Saat olahraga jadi lifestyle dan ajang validasi diri
Idealnya, lanjut dr Sigid, Strava menjadi aplikasi penunjang olahraga. Misal untuk mencatat progres aktivitas seperti jarak, kecepatan, waktu, hingga detak jantung.
Akan tetapi, menggunakan joki Strava berarti menggunakan data-data palsu. Sehingga, fungsi lari sebagai olahraga itu tak bisa tercapai.
“Kalau memang kita fokus ke olahraga seharusnya nggak terjadi seperti itu. Berarti tujuannya tidak untuk sehat, tapi sekedar untuk lifestyle, pencitraan,” kata dr Sigid.

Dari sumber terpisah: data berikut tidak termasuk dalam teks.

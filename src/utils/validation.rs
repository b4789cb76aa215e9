//! Input validation for auth credentials and booking forms.
//!
//! Validation failures are CLI argument errors; they never reach the
//! wire, so the messages are written for direct display.

use crate::error::CliError;
use chrono::NaiveDate;

pub fn validate_email(email: &str) -> crate::Result<()> {
    if email.is_empty() {
        return Err(CliError::InvalidArguments("Email is required".to_string()).into());
    }
    if email.len() > 254 {
        return Err(CliError::InvalidArguments("Email is too long".to_string()).into());
    }
    // Local part, exactly one @, and a dotted domain.
    let mut parts = email.split('@');
    let valid = match (parts.next(), parts.next(), parts.next()) {
        (Some(local), Some(domain), None) => {
            !local.is_empty()
                && domain.contains('.')
                && !domain.starts_with('.')
                && !domain.ends_with('.')
                && !email.contains(char::is_whitespace)
        }
        _ => false,
    };
    if !valid {
        return Err(
            CliError::InvalidArguments("Please enter a valid email address".to_string()).into(),
        );
    }
    Ok(())
}

pub fn validate_password(password: &str) -> crate::Result<()> {
    if password.is_empty() {
        return Err(CliError::InvalidArguments("Password is required".to_string()).into());
    }
    if password.len() < 6 {
        return Err(CliError::InvalidArguments(
            "Password must be at least 6 characters".to_string(),
        )
        .into());
    }
    if password.len() > 128 {
        return Err(CliError::InvalidArguments("Password is too long".to_string()).into());
    }
    Ok(())
}

pub fn validate_name(name: &str, field_name: &str) -> crate::Result<()> {
    if name.trim().is_empty() {
        return Err(CliError::InvalidArguments(format!("{} is required", field_name)).into());
    }
    if name.trim().len() < 2 {
        return Err(CliError::InvalidArguments(format!(
            "{} must be at least 2 characters",
            field_name
        ))
        .into());
    }
    if name.len() > 50 {
        return Err(CliError::InvalidArguments(format!("{} is too long", field_name)).into());
    }
    Ok(())
}

/// Accepts 10-digit numbers with an optional country prefix; separators
/// and spaces are ignored.
pub fn validate_phone(phone: &str) -> crate::Result<()> {
    if phone.is_empty() {
        return Err(CliError::InvalidArguments("Phone number is required".to_string()).into());
    }
    let digits: String = phone.chars().filter(|c| c.is_ascii_digit()).collect();
    if digits.len() < 10 || digits.len() > 13 {
        return Err(CliError::InvalidArguments(
            "Please enter a valid 10-digit phone number".to_string(),
        )
        .into());
    }
    Ok(())
}

pub fn validate_date(date: &str, field_name: &str) -> crate::Result<()> {
    parse_date(date, field_name)?;
    Ok(())
}

fn parse_date(date: &str, field_name: &str) -> crate::Result<NaiveDate> {
    NaiveDate::parse_from_str(date, "%Y-%m-%d").map_err(|_| {
        CliError::InvalidArguments(format!(
            "Please enter a valid {} (YYYY-MM-DD format)",
            field_name
        ))
        .into()
    })
}

pub fn validate_time(time: &str, field_name: &str) -> crate::Result<()> {
    let valid = match time.split_once(':') {
        Some((h, m)) => {
            h.parse::<u8>().is_ok_and(|h| h < 24) && m.parse::<u8>().is_ok_and(|m| m < 60)
                && m.len() == 2
        }
        None => false,
    };
    if !valid {
        return Err(CliError::InvalidArguments(format!(
            "Please enter a valid {} (HH:MM format)",
            field_name
        ))
        .into());
    }
    Ok(())
}

pub fn validate_party_size(size: u64) -> crate::Result<()> {
    if size == 0 || size > 20 {
        return Err(
            CliError::InvalidArguments("Party size must be between 1 and 20".to_string()).into(),
        );
    }
    Ok(())
}

/// Check-out must be strictly after check-in, both valid dates.
pub fn validate_check_in_out(check_in: &str, check_out: &str) -> crate::Result<()> {
    let start = parse_date(check_in, "check-in date")?;
    let end = parse_date(check_out, "check-out date")?;
    if end <= start {
        return Err(CliError::InvalidArguments(
            "Check-out date must be after check-in date".to_string(),
        )
        .into());
    }
    Ok(())
}

pub fn validate_url(url: &str) -> crate::Result<()> {
    if url.is_empty() {
        return Err(CliError::InvalidArguments("URL cannot be empty".to_string()).into());
    }
    if !url.starts_with("http://") && !url.starts_with("https://") {
        return Err(CliError::InvalidArguments(format!(
            "Invalid URL '{}': URL must start with http:// or https://",
            url
        ))
        .into());
    }
    Ok(())
}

BACA JUGA: Ketua KONI: Lingkungan Sehat Berpengaruh Bagi Kegemaran Seseorang dalam Olahraga
Ia menilai, olahraga tak bisa jika berdasarkan perasaan FOMO (Fear of Missing Out) atau takut ketinggalan tren semata. Sehingga, aplikasi Strava juga harus kembali ke fitrahnya. Yaitu untuk mengukur kapasitas seseorang dalam berolahraga.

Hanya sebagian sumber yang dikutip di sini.